Also i've found that Robitussin coughing mixture helps with implantation to be taken 5 days before /during ovulation, 2 teaspoon 200 mg 3 x a day.

OPTIONAL: 
CASTOR OIL - to promote healing in the body and more specifically the reproductive system. By applying a castor oil pack externally, positive benefits have been found.

DAILY INFUSED WATER
I make every day 1 1/2L of infused water ight before, to leave overnight at room temperature

1 LEMON AND MINT i cut whole unwaxed lemon into thin half moon slices and take few fresh mint leafs, add to 1 1/2 L of water and ice, leave overnight and next day you have infused lemon mint water
2 CINAMON APPLE AND ORANGE same as above, make sure that orange slices are not too thin... One cinamon sticks, organic apple. Make sure use organic oranges and apples, briliant to control sugar cravings
3 HONEY CINAMON PEAR , cinnamon stick, two tablespoon of manuka honey, organic pear 
4 MANGO AND GINGER one mango pealed and sliced ginger pealed anc cut into not to thin peaces add to water/ice
5 STRABWERKES BLUBERRIES AND RASBERRIES handful of each cut each berry in half and add to iced water

With my Green smoothies, I add serving of Amazing Grass - Green Superfood, Chia seeds rich in Omiga 3 make sure that chia seeds are well grinded to release Oils, hemp seeds also rich in essential amino acids, Apricot Seeds, pomegranet seeds, grape seeds, pumpkin seedetc

Morning time i mix yogurt with porrige, add teaspoon cinamon powder and one small spoon of honey somitimes i add vanila, sprinkle with dated and seed mix leave in the fridge overnight.


----------



## chooshoos

thanks for sharing your supplement advice Lola, happy to see many I follow and some new ideas too - great!

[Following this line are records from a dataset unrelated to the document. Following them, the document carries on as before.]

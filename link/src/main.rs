use std::io::{Read, Write};
use tlink::{display, DuplicatePolicy, Error, LinkConfig, ModuleStore, Program};

const HELP_TEMPLATE: &str = "\
{before-help}{bin} {version}
  {author}
  {about}

{usage-heading}
{tab}{usage}

{all-args}{after-help}";

#[derive(Debug, Clone, Copy, PartialEq, Eq, clap::ValueEnum)]
enum Format {
    Text,
    Json,
}

#[derive(Debug, clap::Parser)]
#[clap(author, version, about, help_template = HELP_TEMPLATE)]
struct Args {
    /// Input file (`-` reads standard input)
    #[clap(default_value = "input.txt")]
    input: String,

    /// Output file (standard output if omitted)
    #[clap(short, long)]
    output: Option<String>,

    /// Output format
    #[clap(short, long, value_enum, default_value_t = Format::Text)]
    format: Format,

    /// YAML config file
    #[clap(short, long)]
    config: Option<String>,

    /// Policy for names defined more than once (overrides config)
    #[clap(long, value_enum)]
    duplicates: Option<DuplicatePolicy>,

    /// Dump modules as parsed
    #[clap(short, long)]
    dump: bool,

    /// Only print the result and errors
    #[clap(short, long)]
    quiet: bool,
}

fn main() {
    use clap::Parser;

    let args: Args = Args::parse();
    let log = |msg: String| {
        if !args.quiet {
            eprintln!("{}", msg);
        }
    };

    log(format!("Two-pass linker"));

    // ------------------------------------------------------------------------
    // Configuration
    let mut config = match &args.config {
        Some(path) => LinkConfig::load(path).unwrap_or_else(|e| fail(&e, path, "")),
        None => LinkConfig::default(),
    };
    if let Some(policy) = args.duplicates {
        config.duplicates = policy;
    }

    log(format!("1. Read Source"));
    log(format!("  < {}", args.input));
    let source = read_source(&args.input).unwrap_or_else(|e| fail(&e, &args.input, ""));

    let program = run(&args, &config, &source, &log)
        .unwrap_or_else(|e| fail(&e, &args.input, &source));

    if !args.quiet {
        for warning in &program.warnings {
            warning.print_diag(&args.input, &source);
        }
    }

    let out = match args.format {
        Format::Text => Ok(format!(
            "{}\n{}",
            display::symbol_table(&program.symbols),
            display::memory_map(&program.memory)
        )),
        Format::Json => program.to_json().map(|json| json + "\n"),
    }
    .unwrap_or_else(|e| fail(&e, &args.input, &source));

    match &args.output {
        Some(path) => {
            log(format!("  > {}", path));
            std::fs::write(path, out)
                .map_err(|e| Error::FileWrite(path.clone(), e))
                .unwrap_or_else(|e| fail(&e, path, ""));
        }
        None => {
            let mut stdout = std::io::stdout().lock();
            stdout
                .write_all(out.as_bytes())
                .map_err(|e| Error::FileWrite(format!("<stdout>"), e))
                .unwrap_or_else(|e| fail(&e, "<stdout>", ""));
        }
    }
}

fn run(
    args: &Args,
    config: &LinkConfig,
    source: &str,
    log: &dyn Fn(String),
) -> Result<Program, Error> {
    if args.dump {
        display::print_modules(&ModuleStore::parse(source)?);
    }

    log(format!("2. Link Modules"));
    let program = tlink::link(source, config)?;
    log(format!(
        "  {} modules, {} symbols, {} words",
        program.modules.len(),
        program.symbols.len(),
        program.memory.len()
    ));
    Ok(program)
}

fn read_source(path: &str) -> Result<String, Error> {
    if path == "-" {
        let mut source = String::new();
        std::io::stdin()
            .read_to_string(&mut source)
            .map_err(|e| Error::FileRead(format!("<stdin>"), e))?;
        return Ok(source);
    }
    std::fs::read_to_string(path).map_err(|e| match e.kind() {
        std::io::ErrorKind::NotFound => Error::FileOpen(path.to_string(), e),
        _ => Error::FileRead(path.to_string(), e),
    })
}

fn fail(e: &Error, file: &str, source: &str) -> ! {
    e.print_diag(file, source);
    std::process::exit(1);
}
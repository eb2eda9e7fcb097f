use crate::memory::MemoryMap;
use crate::module::ModuleStore;
use crate::symbols::SymbolTable;
use color_print::cformat;
use std::fmt::Write;

pub fn memory_map(map: &MemoryMap) -> String {
    let mut out = String::from("Memory Map\n");
    for (addr, word) in map.iter() {
        let _ = writeln!(out, "{}:\t{:04}", addr, word);
    }
    out
}

pub fn symbol_table(table: &SymbolTable) -> String {
    let mut out = String::from("Symbol Table\n");
    for (name, entry) in table.iter() {
        let _ = writeln!(out, "{}={}", name, entry.addr);
    }
    out
}

/// Layout of every module as parsed, before relocation.
pub fn modules(store: &ModuleStore) -> String {
    let mut out = String::new();
    for (idx, module) in store.iter().enumerate() {
        let end = module
            .end()
            .map_or_else(|| "-".to_string(), |end| format!("{:03}", end));
        let _ = writeln!(out, "+-[Module {}]-+---------------------------------------------", idx);
        let _ = writeln!(
            out,
            "{}",
            cformat!(
                "| start <c>{:03}</>  end <c>{}</>  length <c>{}</>",
                module.start,
                end,
                module.len()
            )
        );
        for def in &module.definitions {
            let _ = writeln!(
                out,
                "{}",
                cformat!("| def  <g>{}</>={}", def.name, def.location.unwrap_or(0))
            );
        }
        for (i, usage) in module.uses.iter().enumerate() {
            let _ = writeln!(out, "{}", cformat!("| use  [{}] <m>{}</>", i, usage.name));
        }
        for (i, inst) in module.instructions.iter().enumerate() {
            let _ = writeln!(out, "| {:03} : {}", module.start + i, inst.inst.cformat());
        }
    }
    let _ = writeln!(out, "+------------+---------------------------------------------");
    out
}

pub fn print_modules(store: &ModuleStore) {
    eprint!("{}", modules(store));
}

#[cfg(test)]
mod tests {
    use super::*;
    use crate::config::DuplicatePolicy;

    #[test]
    fn text_output() {
        let store = ModuleStore::parse("1 X 2 0 1 I 5010  0 0 1 I 0010").unwrap();
        let table = SymbolTable::build(&store, DuplicatePolicy::Error).unwrap();
        let map = MemoryMap::assemble(&store).unwrap();
        assert_eq!(memory_map(&map), "Memory Map\n0:\t5010\n1:\t0010\n");
        assert_eq!(symbol_table(&table), "Symbol Table\nX=2\n");
    }

    #[test]
    fn module_dump() {
        let store = ModuleStore::parse("1 X 1 0 2 I 5010 R 2001  0 0 0  0 1 X 1 E 1000").unwrap();
        let dump = crate::error::strip_ansi(&modules(&store));
        let lines: Vec<&str> = dump.lines().collect();
        assert_eq!(
            lines,
            vec![
                "+-[Module 0]-+---------------------------------------------",
                "| start 000  end 001  length 2",
                "| def  X=1",
                "| 000 : I: 5010",
                "| 001 : R: 2001",
                "+-[Module 1]-+---------------------------------------------",
                "| start 002  end -  length 0",
                "+-[Module 2]-+---------------------------------------------",
                "| start 002  end 002  length 1",
                "| use  [0] X",
                "| 002 : E: 1000",
                "+------------+---------------------------------------------",
            ]
        );
    }
}
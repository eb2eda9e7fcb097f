use num_enum::{IntoPrimitive, TryFromPrimitive};
use serde::{Deserialize, Serialize};
use strum::{Display, EnumString};

/// How the address field of an instruction is treated by the linker.
#[derive(
    Debug,
    Clone,
    Copy,
    PartialEq,
    Eq,
    Hash,
    Serialize,
    Deserialize,
    TryFromPrimitive,
    IntoPrimitive,
    EnumString,
    Display,
)]
#[repr(u8)]
pub enum Class {
    /// Operand is a literal, never touched.
    #[strum(serialize = "I")]
    #[serde(rename = "I")]
    Immediate = b'I',
    /// Operand is already an absolute address.
    #[strum(serialize = "A")]
    #[serde(rename = "A")]
    Absolute = b'A',
    /// Operand is relative to the start of its module.
    #[strum(serialize = "R")]
    #[serde(rename = "R")]
    Relative = b'R',
    /// Operand is an index into the module's use list.
    #[strum(serialize = "E")]
    #[serde(rename = "E")]
    External = b'E',
}

impl Class {
    pub fn parse(ch: char) -> Result<Self, String> {
        u8::try_from(ch)
            .ok()
            .and_then(|b| Class::try_from(b).ok())
            .ok_or_else(|| format!("Unknown classification: `{ch}`"))
    }

    /// Relative and External operands are rewritten by the second pass.
    pub fn is_relocatable(&self) -> bool {
        matches!(self, Class::Relative | Class::External)
    }
}
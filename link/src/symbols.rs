use crate::config::DuplicatePolicy;
use crate::error::Error;
use crate::module::ModuleStore;
use crate::token::Pos;
use arch::Word;
use indexmap::IndexMap;
use serde::Serialize;

/// Absolute address of a defined name and where it was defined.
#[derive(Debug, Clone, Copy, PartialEq, Eq, Serialize)]
pub struct Entry {
    pub addr: u16,
    pub module: usize,
    #[serde(skip)]
    pub pos: Pos,
}

/// Program-wide name to address map, in definition order.
#[derive(Debug, Clone, Default, PartialEq, Eq, Serialize)]
#[serde(transparent)]
pub struct SymbolTable(IndexMap<String, Entry>);

impl SymbolTable {
    pub fn new() -> Self {
        SymbolTable(IndexMap::new())
    }

    /// First pass: turn every module-relative definition into an absolute address.
    pub fn build(store: &ModuleStore, policy: DuplicatePolicy) -> Result<Self, Error> {
        let mut table = SymbolTable::new();
        for (idx, module) in store.iter().enumerate() {
            for def in &module.definitions {
                let address = def.location.unwrap_or(0).saturating_add(module.start);
                if !Word::fits(address as u32) {
                    return Err(Error::AddressRange {
                        module: idx,
                        context: format!("symbol `{}`", def.name),
                        address,
                        pos: def.pos,
                    });
                }
                let entry = Entry {
                    addr: address as u16,
                    module: idx,
                    pos: def.pos,
                };
                table.insert(def.name.clone(), entry, policy)?;
            }
        }
        Ok(table)
    }

    /// Returns the entry that lost, if the name was already defined.
    pub fn insert(
        &mut self,
        name: String,
        entry: Entry,
        policy: DuplicatePolicy,
    ) -> Result<Option<Entry>, Error> {
        let Some(prev) = self.0.get(&name).copied() else {
            self.0.insert(name, entry);
            return Ok(None);
        };
        match policy {
            DuplicatePolicy::Error => Err(Error::DuplicateDefinition {
                name,
                first: prev.module,
                second: entry.module,
                pos: entry.pos,
            }),
            DuplicatePolicy::First => Ok(Some(entry)),
            DuplicatePolicy::Last => {
                self.0.insert(name, entry);
                Ok(Some(prev))
            }
        }
    }

    pub fn get(&self, name: &str) -> Option<&Entry> {
        self.0.get(name)
    }

    pub fn get_addr(&self, name: &str) -> Option<u16> {
        self.0.get(name).map(|entry| entry.addr)
    }

    pub fn len(&self) -> usize {
        self.0.len()
    }

    pub fn is_empty(&self) -> bool {
        self.0.is_empty()
    }

    pub fn iter(&self) -> impl Iterator<Item = (&str, &Entry)> {
        self.0.iter().map(|(name, entry)| (name.as_str(), entry))
    }
}

#[cfg(test)]
mod tests {
    use super::*;

    fn entry(addr: u16, module: usize) -> Entry {
        Entry {
            addr,
            module,
            pos: Pos::default(),
        }
    }

    #[test]
    fn absolute_addresses() {
        let store = ModuleStore::parse("1 X 2 0 3 I 1000 I 1000 I 1000  2 Y 0 Z 1 0 1 I 1000").unwrap();
        let table = SymbolTable::build(&store, DuplicatePolicy::Error).unwrap();
        assert_eq!(table.get_addr("X"), Some(2));
        assert_eq!(table.get_addr("Y"), Some(3));
        assert_eq!(table.get_addr("Z"), Some(4));
        let names: Vec<_> = table.iter().map(|(name, _)| name).collect();
        assert_eq!(names, vec!["X", "Y", "Z"]);
    }

    #[test]
    fn duplicate_error() {
        let mut table = SymbolTable::new();
        table.insert("X".into(), entry(1, 0), DuplicatePolicy::Error).unwrap();
        let err = table.insert("X".into(), entry(7, 2), DuplicatePolicy::Error);
        assert!(matches!(
            err,
            Err(Error::DuplicateDefinition { first: 0, second: 2, .. })
        ));
    }

    #[test]
    fn duplicate_first_wins() {
        let mut table = SymbolTable::new();
        table.insert("X".into(), entry(1, 0), DuplicatePolicy::First).unwrap();
        let lost = table.insert("X".into(), entry(7, 2), DuplicatePolicy::First).unwrap();
        assert_eq!(lost, Some(entry(7, 2)));
        assert_eq!(table.get_addr("X"), Some(1));
        assert_eq!(table.len(), 1);
    }

    #[test]
    fn duplicate_last_wins() {
        let mut table = SymbolTable::new();
        table.insert("X".into(), entry(1, 0), DuplicatePolicy::Last).unwrap();
        let lost = table.insert("X".into(), entry(7, 2), DuplicatePolicy::Last).unwrap();
        assert_eq!(lost, Some(entry(1, 0)));
        assert_eq!(table.get_addr("X"), Some(7));
    }

    #[test]
    fn symbol_out_of_range() {
        let store = ModuleStore::parse("1 X 1000 0 0").unwrap();
        assert!(matches!(
            SymbolTable::build(&store, DuplicatePolicy::Error),
            Err(Error::AddressRange { address: 1000, .. })
        ));
    }
}
use crate::token::Pos;
use color_print::cformat;
use std::fmt::Write;
use thiserror::Error;

#[derive(Error, Debug)]
pub enum Error {
    // Parse errors
    #[error("Malformed input `{token}` at {pos}: {reason}")]
    MalformedInput {
        token: String,
        pos: Pos,
        reason: String,
    },

    #[error("Unexpected end of input in module {module}: expected {expected}")]
    UnexpectedEof { module: usize, expected: &'static str },

    // Link errors
    #[error("Duplicate definition: `{name}` is defined in module {first} and module {second}")]
    DuplicateDefinition {
        name: String,
        first: usize,
        second: usize,
        pos: Pos,
    },

    #[error("Unresolved reference in module {module}, instruction {index}: {reason}")]
    UnresolvedReference {
        module: usize,
        index: usize,
        reason: String,
        pos: Pos,
    },

    #[error("Address out of range in module {module}: {context} resolves to {address}, outside 0-999")]
    AddressRange {
        module: usize,
        context: String,
        address: usize,
        pos: Pos,
    },

    // IO errors
    #[error("Failed to open file: {0}")]
    FileOpen(String, #[source] std::io::Error),

    #[error("Failed to read file: {0}")]
    FileRead(String, #[source] std::io::Error),

    #[error("Failed to write file: {0}")]
    FileWrite(String, #[source] std::io::Error),

    #[error("Invalid config file {0}: {1}")]
    Config(String, #[source] serde_yaml::Error),

    #[error("Failed to serialize output: {0}")]
    Json(#[from] serde_json::Error),
}

impl Error {
    /// Source position of the offending token, if the error has one.
    pub fn pos(&self) -> Option<Pos> {
        match self {
            Error::MalformedInput { pos, .. }
            | Error::DuplicateDefinition { pos, .. }
            | Error::UnresolvedReference { pos, .. }
            | Error::AddressRange { pos, .. } => Some(*pos),
            _ => None,
        }
    }

    /// Diagnostic text showing the file location and the offending line.
    pub fn diag(&self, file: &str, source: &str) -> String {
        diag(&cformat!("<red,bold>error</>: {}", self), file, source, self.pos())
    }

    pub fn print_diag(&self, file: &str, source: &str) {
        eprint!("{}", self.diag(file, source));
    }
}

pub(crate) fn diag(head: &str, file: &str, source: &str, pos: Option<Pos>) -> String {
    let mut out = format!("{}\n", head);
    let Some(pos) = pos else {
        let _ = writeln!(out, "{}", cformat!("     <blue>--></> <underline>{}</>", file));
        return out;
    };

    let _ = writeln!(out, "{}", cformat!("     <blue>--></> <underline>{}:{}</>", file, pos));
    let _ = writeln!(out, "{}", cformat!("      <blue>|</>"));

    let line_content = source.lines().nth(pos.row.saturating_sub(1)).unwrap_or("");

    let _ = writeln!(out, "{}", cformat!(" <blue>{:>4} |</> {}", pos.row, line_content));
    let _ = writeln!(
        out,
        "{}",
        cformat!("      <blue>|</> {}<red,bold>^</>", " ".repeat(pos.col.saturating_sub(1)))
    );
    out
}

#[cfg(test)]
pub(crate) fn strip_ansi(s: &str) -> String {
    let mut out = String::new();
    let mut chars = s.chars();
    while let Some(c) = chars.next() {
        if c == '\x1b' {
            chars.by_ref().find(|&c| c == 'm');
        } else {
            out.push(c);
        }
    }
    out
}
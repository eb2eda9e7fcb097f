use crate::{class::Class, word::Word};

use color_print::cformat;
use serde::{Deserialize, Serialize};

#[derive(Debug, Clone, Copy, PartialEq, Eq, Serialize, Deserialize)]
pub struct Inst {
    pub class: Class,
    pub word: Word,
}

impl Inst {
    pub fn new(class: Class, word: Word) -> Self {
        Inst { class, word }
    }

    pub fn cformat(&self) -> String {
        let class = match self.class {
            Class::Immediate => cformat!("<y>{}</>", self.class),
            Class::Absolute => cformat!("<c>{}</>", self.class),
            Class::Relative => cformat!("<g>{}</>", self.class),
            Class::External => cformat!("<m>{}</>", self.class),
        };
        format!("{}: {}", class, self.word.cformat())
    }
}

i try and remember to be careful of high levels of vit c (mixing supplements and high c foods) from implant as high levels are linked to onset of AF, also i'm careful to chose fish oil as you mention and *not* cod liver oil, which is not a good choice when ttc

stay well
bon chance


----------



## alexsmummy

wow just wanted to say after 18 years of trying having that little baby girl must have been amazing. 

we tried for 9 years before having our baby girl and i love her so much it is intense!  just about to start trying for one last baby.  this is our last chance, and i am really anxious and nervous about it!  will definitely try and up my intatke of good food, balanced diet etc.


----------



## miamiamo

Diet is King, have come across this: https://newsnow.live/artificial-sweeteners-chemicals-in-food-affect-ivf-success/


----------